* Supplied records
________________________

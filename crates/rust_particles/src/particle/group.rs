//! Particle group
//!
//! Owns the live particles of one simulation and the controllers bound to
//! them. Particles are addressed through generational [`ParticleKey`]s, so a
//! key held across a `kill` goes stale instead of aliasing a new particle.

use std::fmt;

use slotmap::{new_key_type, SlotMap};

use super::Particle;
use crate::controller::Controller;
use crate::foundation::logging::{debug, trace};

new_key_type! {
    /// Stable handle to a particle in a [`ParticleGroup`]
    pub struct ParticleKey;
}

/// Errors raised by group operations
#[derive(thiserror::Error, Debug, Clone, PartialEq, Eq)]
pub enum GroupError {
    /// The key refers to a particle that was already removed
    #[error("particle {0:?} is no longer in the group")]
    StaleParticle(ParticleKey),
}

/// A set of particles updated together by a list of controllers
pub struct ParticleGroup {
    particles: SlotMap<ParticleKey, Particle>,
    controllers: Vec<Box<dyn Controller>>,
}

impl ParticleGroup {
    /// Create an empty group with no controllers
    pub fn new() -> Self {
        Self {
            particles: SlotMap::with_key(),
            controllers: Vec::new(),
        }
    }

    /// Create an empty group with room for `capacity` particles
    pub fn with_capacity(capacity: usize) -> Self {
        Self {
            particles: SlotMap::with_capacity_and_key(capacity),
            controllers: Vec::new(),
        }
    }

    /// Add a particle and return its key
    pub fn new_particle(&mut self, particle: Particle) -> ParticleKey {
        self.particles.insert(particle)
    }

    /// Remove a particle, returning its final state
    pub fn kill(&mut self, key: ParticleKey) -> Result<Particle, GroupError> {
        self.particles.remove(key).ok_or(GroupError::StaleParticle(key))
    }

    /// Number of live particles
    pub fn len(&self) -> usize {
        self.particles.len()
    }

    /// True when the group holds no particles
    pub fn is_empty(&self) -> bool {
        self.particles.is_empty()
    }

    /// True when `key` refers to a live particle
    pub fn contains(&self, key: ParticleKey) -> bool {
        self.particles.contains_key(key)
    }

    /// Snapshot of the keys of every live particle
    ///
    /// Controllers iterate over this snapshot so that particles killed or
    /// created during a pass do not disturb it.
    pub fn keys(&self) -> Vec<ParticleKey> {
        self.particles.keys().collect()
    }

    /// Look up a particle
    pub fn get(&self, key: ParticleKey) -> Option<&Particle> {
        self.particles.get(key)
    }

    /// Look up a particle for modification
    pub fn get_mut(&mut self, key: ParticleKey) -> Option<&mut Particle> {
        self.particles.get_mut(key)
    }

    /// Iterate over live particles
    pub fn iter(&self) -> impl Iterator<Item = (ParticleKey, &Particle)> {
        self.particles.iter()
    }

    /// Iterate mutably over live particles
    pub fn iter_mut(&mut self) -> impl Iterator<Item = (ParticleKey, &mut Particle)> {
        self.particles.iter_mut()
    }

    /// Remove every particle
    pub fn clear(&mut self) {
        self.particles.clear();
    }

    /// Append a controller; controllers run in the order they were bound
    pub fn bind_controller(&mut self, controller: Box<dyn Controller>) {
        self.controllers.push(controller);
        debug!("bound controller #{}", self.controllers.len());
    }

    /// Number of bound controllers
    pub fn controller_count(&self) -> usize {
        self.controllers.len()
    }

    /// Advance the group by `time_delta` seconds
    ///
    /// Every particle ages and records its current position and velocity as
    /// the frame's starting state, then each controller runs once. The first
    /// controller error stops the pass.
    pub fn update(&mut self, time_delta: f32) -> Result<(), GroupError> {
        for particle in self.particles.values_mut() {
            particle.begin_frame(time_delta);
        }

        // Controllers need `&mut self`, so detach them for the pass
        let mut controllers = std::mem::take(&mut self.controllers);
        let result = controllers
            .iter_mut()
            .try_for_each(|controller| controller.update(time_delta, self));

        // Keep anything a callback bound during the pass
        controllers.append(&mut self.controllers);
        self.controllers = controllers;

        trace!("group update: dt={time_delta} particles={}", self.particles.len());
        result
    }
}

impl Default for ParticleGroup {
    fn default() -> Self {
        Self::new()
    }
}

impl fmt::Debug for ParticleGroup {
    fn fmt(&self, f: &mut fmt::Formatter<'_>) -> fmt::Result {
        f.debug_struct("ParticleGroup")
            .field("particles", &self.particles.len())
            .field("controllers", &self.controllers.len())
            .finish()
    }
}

________________________

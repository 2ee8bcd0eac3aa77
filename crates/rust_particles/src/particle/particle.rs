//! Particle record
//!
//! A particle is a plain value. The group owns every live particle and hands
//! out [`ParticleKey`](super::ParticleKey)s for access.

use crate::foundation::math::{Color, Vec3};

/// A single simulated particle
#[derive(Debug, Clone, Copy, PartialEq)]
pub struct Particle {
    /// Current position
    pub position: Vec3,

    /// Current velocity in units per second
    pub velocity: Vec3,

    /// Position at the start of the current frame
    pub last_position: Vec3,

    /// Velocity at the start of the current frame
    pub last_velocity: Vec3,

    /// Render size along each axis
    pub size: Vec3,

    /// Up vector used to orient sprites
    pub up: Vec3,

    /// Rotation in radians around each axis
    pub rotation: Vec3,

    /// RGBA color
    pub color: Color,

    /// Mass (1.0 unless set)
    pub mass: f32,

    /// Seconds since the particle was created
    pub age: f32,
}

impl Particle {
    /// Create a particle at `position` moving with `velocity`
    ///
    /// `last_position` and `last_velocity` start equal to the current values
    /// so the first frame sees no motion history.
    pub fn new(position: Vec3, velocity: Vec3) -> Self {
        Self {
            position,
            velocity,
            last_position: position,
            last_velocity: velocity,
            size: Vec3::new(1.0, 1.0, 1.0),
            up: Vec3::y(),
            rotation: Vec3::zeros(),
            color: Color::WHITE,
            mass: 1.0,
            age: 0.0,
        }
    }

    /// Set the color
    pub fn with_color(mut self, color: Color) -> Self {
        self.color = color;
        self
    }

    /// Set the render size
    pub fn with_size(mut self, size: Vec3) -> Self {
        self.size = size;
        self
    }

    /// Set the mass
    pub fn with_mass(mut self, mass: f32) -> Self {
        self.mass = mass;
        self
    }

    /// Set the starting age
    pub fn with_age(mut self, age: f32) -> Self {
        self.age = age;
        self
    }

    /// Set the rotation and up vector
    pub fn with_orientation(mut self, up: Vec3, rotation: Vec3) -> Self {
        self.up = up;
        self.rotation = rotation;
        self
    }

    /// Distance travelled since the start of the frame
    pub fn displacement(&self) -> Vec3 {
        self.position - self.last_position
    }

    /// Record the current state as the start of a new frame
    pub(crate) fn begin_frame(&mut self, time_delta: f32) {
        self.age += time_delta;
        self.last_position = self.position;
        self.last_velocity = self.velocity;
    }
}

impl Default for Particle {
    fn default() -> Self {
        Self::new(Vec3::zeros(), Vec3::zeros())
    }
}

________________________

* Try it
Where a line of the listing holds the string "bound", copy that line.

* Task response
//! Owns the live particles of one simulation and the controllers bound to
    /// Append a controller; controllers run in the order they were bound
        debug!("bound controller #{}", self.controllers.len());
    /// Number of bound controllers
        // Keep anything a callback bound during the pass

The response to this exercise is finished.